Task
The answer must be the full listing, retyped exactly.

== Segment start ==

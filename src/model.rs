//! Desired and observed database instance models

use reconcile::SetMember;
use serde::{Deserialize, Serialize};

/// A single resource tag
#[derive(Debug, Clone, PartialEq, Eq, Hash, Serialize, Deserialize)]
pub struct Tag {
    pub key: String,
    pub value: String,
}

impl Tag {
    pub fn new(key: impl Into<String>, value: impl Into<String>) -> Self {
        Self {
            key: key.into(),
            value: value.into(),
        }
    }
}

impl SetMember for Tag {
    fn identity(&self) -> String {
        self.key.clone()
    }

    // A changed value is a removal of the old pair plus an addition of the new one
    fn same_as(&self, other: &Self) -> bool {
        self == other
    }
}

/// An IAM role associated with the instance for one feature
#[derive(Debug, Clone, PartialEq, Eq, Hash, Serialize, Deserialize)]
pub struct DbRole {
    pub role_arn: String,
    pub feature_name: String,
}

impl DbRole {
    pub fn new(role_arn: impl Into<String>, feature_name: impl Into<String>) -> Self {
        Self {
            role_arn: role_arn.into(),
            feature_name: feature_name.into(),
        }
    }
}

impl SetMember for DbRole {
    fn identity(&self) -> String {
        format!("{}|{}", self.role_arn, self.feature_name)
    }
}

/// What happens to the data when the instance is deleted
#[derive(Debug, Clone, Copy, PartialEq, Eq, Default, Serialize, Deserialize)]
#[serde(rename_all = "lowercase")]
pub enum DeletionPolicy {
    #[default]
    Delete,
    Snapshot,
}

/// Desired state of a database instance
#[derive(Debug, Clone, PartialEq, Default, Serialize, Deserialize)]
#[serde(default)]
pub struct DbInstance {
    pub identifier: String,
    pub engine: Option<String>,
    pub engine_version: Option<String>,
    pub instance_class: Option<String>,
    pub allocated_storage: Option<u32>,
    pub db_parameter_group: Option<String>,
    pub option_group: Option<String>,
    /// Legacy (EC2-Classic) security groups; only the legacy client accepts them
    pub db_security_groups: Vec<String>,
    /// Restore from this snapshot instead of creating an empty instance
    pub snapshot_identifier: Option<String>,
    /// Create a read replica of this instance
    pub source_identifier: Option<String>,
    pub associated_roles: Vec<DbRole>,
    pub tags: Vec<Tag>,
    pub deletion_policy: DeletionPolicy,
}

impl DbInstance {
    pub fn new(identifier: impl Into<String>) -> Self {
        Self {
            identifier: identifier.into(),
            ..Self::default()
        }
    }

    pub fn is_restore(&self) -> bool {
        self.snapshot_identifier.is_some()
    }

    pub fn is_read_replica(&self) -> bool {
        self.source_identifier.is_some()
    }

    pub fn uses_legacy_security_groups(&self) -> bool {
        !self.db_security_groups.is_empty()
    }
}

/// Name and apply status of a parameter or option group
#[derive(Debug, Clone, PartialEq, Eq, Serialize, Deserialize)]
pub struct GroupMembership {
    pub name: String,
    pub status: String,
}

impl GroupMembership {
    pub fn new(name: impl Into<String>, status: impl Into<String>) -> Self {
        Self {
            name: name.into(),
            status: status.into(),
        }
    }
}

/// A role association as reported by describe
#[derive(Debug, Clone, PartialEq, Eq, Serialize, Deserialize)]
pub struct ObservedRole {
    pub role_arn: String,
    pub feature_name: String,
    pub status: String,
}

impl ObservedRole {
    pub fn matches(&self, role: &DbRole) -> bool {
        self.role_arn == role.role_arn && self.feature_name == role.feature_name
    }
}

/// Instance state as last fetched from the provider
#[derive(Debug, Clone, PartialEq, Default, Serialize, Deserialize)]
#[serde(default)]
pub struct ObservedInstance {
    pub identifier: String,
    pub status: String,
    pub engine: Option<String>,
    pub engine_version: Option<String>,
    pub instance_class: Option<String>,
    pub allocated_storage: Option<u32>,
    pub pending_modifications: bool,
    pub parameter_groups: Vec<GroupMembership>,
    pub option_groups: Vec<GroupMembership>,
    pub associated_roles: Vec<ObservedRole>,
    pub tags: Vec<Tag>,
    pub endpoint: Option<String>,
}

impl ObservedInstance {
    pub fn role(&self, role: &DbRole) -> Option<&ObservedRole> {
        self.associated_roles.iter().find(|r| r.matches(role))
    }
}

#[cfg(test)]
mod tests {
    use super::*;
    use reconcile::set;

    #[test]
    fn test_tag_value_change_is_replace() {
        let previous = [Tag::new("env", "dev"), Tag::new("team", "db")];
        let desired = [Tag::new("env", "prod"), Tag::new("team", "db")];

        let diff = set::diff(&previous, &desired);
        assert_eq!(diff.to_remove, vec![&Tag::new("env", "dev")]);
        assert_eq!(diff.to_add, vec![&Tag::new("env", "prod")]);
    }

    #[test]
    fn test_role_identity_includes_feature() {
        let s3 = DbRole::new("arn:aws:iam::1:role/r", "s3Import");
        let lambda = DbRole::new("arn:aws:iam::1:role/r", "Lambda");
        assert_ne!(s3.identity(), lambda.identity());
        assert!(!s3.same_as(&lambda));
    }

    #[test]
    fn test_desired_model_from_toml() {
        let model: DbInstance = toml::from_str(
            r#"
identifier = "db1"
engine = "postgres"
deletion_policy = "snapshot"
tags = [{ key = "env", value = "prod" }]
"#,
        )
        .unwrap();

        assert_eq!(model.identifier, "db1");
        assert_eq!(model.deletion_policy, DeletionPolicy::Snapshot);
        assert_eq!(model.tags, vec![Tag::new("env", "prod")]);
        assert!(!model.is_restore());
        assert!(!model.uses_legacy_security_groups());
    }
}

== Segment end ==

Result
filename src/model.rs
//! Desired and observed database instance models

use reconcile::SetMember;
use serde::{Deserialize, Serialize};

/// A single resource tag
#[derive(Debug, Clone, PartialEq, Eq, Hash, Serialize, Deserialize)]
pub struct Tag {
    pub key: String,
    pub value: String,
}

impl Tag {
    pub fn new(key: impl Into<String>, value: impl Into<String>) -> Self {
        Self {
            key: key.into(),
            value: value.into(),
        }
    }
}

impl SetMember for Tag {
    fn identity(&self) -> String {
        self.key.clone()
    }

    // A changed value is a removal of the old pair plus an addition of the new one
    fn same_as(&self, other: &Self) -> bool {
        self == other
    }
}

/// An IAM role associated with the instance for one feature
#[derive(Debug, Clone, PartialEq, Eq, Hash, Serialize, Deserialize)]
pub struct DbRole {
    pub role_arn: String,
    pub feature_name: String,
}

impl DbRole {
    pub fn new(role_arn: impl Into<String>, feature_name: impl Into<String>) -> Self {
        Self {
            role_arn: role_arn.into(),
            feature_name: feature_name.into(),
        }
    }
}

impl SetMember for DbRole {
    fn identity(&self) -> String {
        format!("{}|{}", self.role_arn, self.feature_name)
    }
}

/// What happens to the data when the instance is deleted
#[derive(Debug, Clone, Copy, PartialEq, Eq, Default, Serialize, Deserialize)]
#[serde(rename_all = "lowercase")]
pub enum DeletionPolicy {
    #[default]
    Delete,
    Snapshot,
}

/// Desired state of a database instance
#[derive(Debug, Clone, PartialEq, Default, Serialize, Deserialize)]
#[serde(default)]
pub struct DbInstance {
    pub identifier: String,
    pub engine: Option<String>,
    pub engine_version: Option<String>,
    pub instance_class: Option<String>,
    pub allocated_storage: Option<u32>,
    pub db_parameter_group: Option<String>,
    pub option_group: Option<String>,
    /// Legacy (EC2-Classic) security groups; only the legacy client accepts them
    pub db_security_groups: Vec<String>,
    /// Restore from this snapshot instead of creating an empty instance
    pub snapshot_identifier: Option<String>,
    /// Create a read replica of this instance
    pub source_identifier: Option<String>,
    pub associated_roles: Vec<DbRole>,
    pub tags: Vec<Tag>,
    pub deletion_policy: DeletionPolicy,
}

impl DbInstance {
    pub fn new(identifier: impl Into<String>) -> Self {
        Self {
            identifier: identifier.into(),
            ..Self::default()
        }
    }

    pub fn is_restore(&self) -> bool {
        self.snapshot_identifier.is_some()
    }

    pub fn is_read_replica(&self) -> bool {
        self.source_identifier.is_some()
    }

    pub fn uses_legacy_security_groups(&self) -> bool {
        !self.db_security_groups.is_empty()
    }
}

/// Name and apply status of a parameter or option group
#[derive(Debug, Clone, PartialEq, Eq, Serialize, Deserialize)]
pub struct GroupMembership {
    pub name: String,
    pub status: String,
}

impl GroupMembership {
    pub fn new(name: impl Into<String>, status: impl Into<String>) -> Self {
        Self {
            name: name.into(),
            status: status.into(),
        }
    }
}

/// A role association as reported by describe
#[derive(Debug, Clone, PartialEq, Eq, Serialize, Deserialize)]
pub struct ObservedRole {
    pub role_arn: String,
    pub feature_name: String,
    pub status: String,
}

impl ObservedRole {
    pub fn matches(&self, role: &DbRole) -> bool {
        self.role_arn == role.role_arn && self.feature_name == role.feature_name
    }
}

/// Instance state as last fetched from the provider
#[derive(Debug, Clone, PartialEq, Default, Serialize, Deserialize)]
#[serde(default)]
pub struct ObservedInstance {
    pub identifier: String,
    pub status: String,
    pub engine: Option<String>,
    pub engine_version: Option<String>,
    pub instance_class: Option<String>,
    pub allocated_storage: Option<u32>,
    pub pending_modifications: bool,
    pub parameter_groups: Vec<GroupMembership>,
    pub option_groups: Vec<GroupMembership>,
    pub associated_roles: Vec<ObservedRole>,
    pub tags: Vec<Tag>,
    pub endpoint: Option<String>,
}

impl ObservedInstance {
    pub fn role(&self, role: &DbRole) -> Option<&ObservedRole> {
        self.associated_roles.iter().find(|r| r.matches(role))
    }
}

#[cfg(test)]
mod tests {
    use super::*;
    use reconcile::set;

    #[test]
    fn test_tag_value_change_is_replace() {
        let previous = [Tag::new("env", "dev"), Tag::new("team", "db")];
        let desired = [Tag::new("env", "prod"), Tag::new("team", "db")];

        let diff = set::diff(&previous, &desired);
        assert_eq!(diff.to_remove, vec![&Tag::new("env", "dev")]);
        assert_eq!(diff.to_add, vec![&Tag::new("env", "prod")]);
    }

    #[test]
    fn test_role_identity_includes_feature() {
        let s3 = DbRole::new("arn:aws:iam::1:role/r", "s3Import");
        let lambda = DbRole::new("arn:aws:iam::1:role/r", "Lambda");
        assert_ne!(s3.identity(), lambda.identity());
        assert!(!s3.same_as(&lambda));
    }

    #[test]
    fn test_desired_model_from_toml() {
        let model: DbInstance = toml::from_str(
            r#"
identifier = "db1"
engine = "postgres"
deletion_policy = "snapshot"
tags = [{ key = "env", value = "prod" }]
"#,
        )
        .unwrap();

        assert_eq!(model.identifier, "db1");
        assert_eq!(model.deletion_policy, DeletionPolicy::Snapshot);
        assert_eq!(model.tags, vec![Tag::new("env", "prod")]);
        assert!(!model.is_restore());
        assert!(!model.uses_legacy_security_groups());
    }
}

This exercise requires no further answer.